Saturday, November 17, 2007

Xochicalco

There's something about ruins that draw us in. An epic civilization reduced to grey stone pyramids with mysterious carvings along the edges, caves filled with one small shaft of light, it makes me think a bit more about our own world. Our world full of modernity. What will become of us? The same fate? A civilization conquered or otherwise simply disappered, vanished from the map, leaving behind traces of our distructive existence: plastic bottles, cement streets, styrofoam cups, and perhaps the base of a tall skyscraper, that future civilizations can pick their way through the rubble, taking pictures and trying to imagine what life was like in a time so different.

Xochicalco means "House of the Flowers". A rich pre-columbian civilzation inhabited the small space atop a steep hill climb. It amazes me that the steps still stand, that trees still live, that rooms and bases of fountains are still visible and discernable. It amazes me that people not only lived there, but thrived there, in a culture as advanced, if not more advanced, than our own. It amazes me. But it shouldn't.
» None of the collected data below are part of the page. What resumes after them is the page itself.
//! User handlers

use std::sync::Arc;

use axum::{
    extract::{Path, State},
    Json,
};
use serde::Deserialize;
use tracing::info;
use uuid::Uuid;

use crate::{AppError, AppState};
use spendscope_core::UserProfile;

/// Request body for creating a user
#[derive(Debug, Deserialize)]
pub struct CreateUserRequest {
    pub email: String,
    #[serde(default)]
    pub name: Option<String>,
}

/// POST /api/users - Register a user
pub async fn create_user(
    State(state): State<Arc<AppState>>,
    Json(req): Json<CreateUserRequest>,
) -> Result<Json<UserProfile>, AppError> {
    let user = state.store.create_user(&req.email, req.name.as_deref())?;
    info!(user_id = %user.id, "User created");
    Ok(Json(user))
}

/// GET /api/users/:id - Get a user profile
pub async fn get_user(
    State(state): State<Arc<AppState>>,
    Path(id): Path<Uuid>,
) -> Result<Json<UserProfile>, AppError> {
    Ok(Json(state.store.get_user(id)?))
}
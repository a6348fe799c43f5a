//! Category handlers
//!
//! Global defaults are visible to everyone and read-only; users manage their
//! own categories on top of them.

use std::sync::Arc;

use axum::{
    extract::{Path, Query, State},
    Json,
};
use tracing::info;
use uuid::Uuid;

use super::UserQuery;
use crate::{AppError, AppState, MessageResponse};
use spendscope_core::models::{CategoryUpdate, NewCategory};
use spendscope_core::Category;

/// GET /api/categories - Defaults plus my own categories
pub async fn list_categories(
    State(state): State<Arc<AppState>>,
    Query(user): Query<UserQuery>,
) -> Result<Json<Vec<Category>>, AppError> {
    Ok(Json(state.store.categories_for(user.user_id)?))
}

/// POST /api/categories - Create a category
pub async fn create_category(
    State(state): State<Arc<AppState>>,
    Query(user): Query<UserQuery>,
    Json(new): Json<NewCategory>,
) -> Result<Json<Category>, AppError> {
    let category = state.store.create_category(user.user_id, new)?;
    info!(user_id = %user.user_id, category = %category.name, "Category created");
    Ok(Json(category))
}

/// PUT /api/categories/:id - Update one of my categories
pub async fn update_category(
    State(state): State<Arc<AppState>>,
    Path(id): Path<Uuid>,
    Query(user): Query<UserQuery>,
    Json(update): Json<CategoryUpdate>,
) -> Result<Json<Category>, AppError> {
    Ok(Json(state.store.update_category(user.user_id, id, update)?))
}

/// DELETE /api/categories/:id - Delete one of my categories
///
/// Expenses in the category become uncategorized.
pub async fn delete_category(
    State(state): State<Arc<AppState>>,
    Path(id): Path<Uuid>,
    Query(user): Query<UserQuery>,
) -> Result<Json<MessageResponse>, AppError> {
    state.store.delete_category(user.user_id, id)?;
    info!(user_id = %user.user_id, category_id = %id, "Category deleted");
    Ok(MessageResponse::new("Category deleted"))
}
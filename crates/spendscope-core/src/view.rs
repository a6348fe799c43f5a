//! Last-request-wins loading for views
//!
//! A view (dashboard, insights) may start a new load while an older one is
//! still in flight. Each load takes a ticket; when it completes its result is
//! applied only if no newer load has started since. Older results are dropped.

use std::future::Future;
use std::sync::atomic::{AtomicU64, Ordering};

use tracing::debug;

/// Identifies one load started by a [`ViewLoader`]
#[derive(Debug, Clone, Copy, PartialEq, Eq, PartialOrd, Ord, Hash)]
pub struct Ticket(u64);

#[derive(Debug, Default)]
pub struct ViewLoader {
    latest: AtomicU64,
}

impl ViewLoader {
    pub fn new() -> Self {
        Self::default()
    }

    /// Start a load, superseding every earlier ticket
    pub fn begin(&self) -> Ticket {
        Ticket(self.latest.fetch_add(1, Ordering::SeqCst) + 1)
    }

    /// Whether `ticket` belongs to the most recent load
    pub fn is_current(&self, ticket: Ticket) -> bool {
        self.latest.load(Ordering::SeqCst) == ticket.0
    }

    /// Pass `result` through only if `ticket` is still current
    pub fn apply<T>(&self, ticket: Ticket, result: T) -> Option<T> {
        if self.is_current(ticket) {
            Some(result)
        } else {
            debug!(ticket = ticket.0, "Discarding stale view result");
            None
        }
    }

    /// Run `load` under a fresh ticket; `None` if superseded before it finished
    pub async fn load<F, T>(&self, load: F) -> Option<T>
    where
        F: Future<Output = T>,
    {
        let ticket = self.begin();
        let result = load.await;
        self.apply(ticket, result)
    }
}

#[cfg(test)]
mod tests {
    use super::*;
    use std::sync::Arc;
    use std::time::Duration;
    use tokio::sync::oneshot;

    #[test]
    fn test_newer_ticket_supersedes_older() {
        let loader = ViewLoader::new();
        let first = loader.begin();
        assert!(loader.is_current(first));

        let second = loader.begin();
        assert!(second > first);
        assert!(!loader.is_current(first));
        assert_eq!(loader.apply(first, "stale"), None);
        assert_eq!(loader.apply(second, "fresh"), Some("fresh"));
    }

    #[test]
    fn test_results_out_of_order() {
        let loader = ViewLoader::new();
        let a = loader.begin();
        let b = loader.begin();
        // b finishes first and is applied; a arrives late and is dropped
        assert_eq!(loader.apply(b, 2), Some(2));
        assert_eq!(loader.apply(a, 1), None);
    }

    #[tokio::test]
    async fn test_slow_load_discarded_after_newer_load() {
        let loader = Arc::new(ViewLoader::new());
        let (release_tx, release_rx) = oneshot::channel::<()>();

        let slow = {
            let loader = loader.clone();
            tokio::spawn(async move {
                loader
                    .load(async move {
                        let _ = release_rx.await;
                        "old period"
                    })
                    .await
            })
        };
        // Let the slow load take its ticket first
        tokio::time::sleep(Duration::from_millis(20)).await;

        let fast = loader.load(async { "new period" }).await;
        assert_eq!(fast, Some("new period"));

        release_tx.send(()).unwrap();
        assert_eq!(slow.await.unwrap(), None);
    }
}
There's a humbling feeling one gets while milling about ruins. Especially on a day as dry, hot and abandoned as today. Like being transported into a room where a fight has just been, you can still feel the tension in the air. Or in a field where a battle took place long ago, and you can still see bullet holes in the trees. What happened here? I sat on the top of a series of steps and looked out to the valley below, seeing a lake in the distance, and trees and mountains. What happened here? The silence in the wind is the only response I get.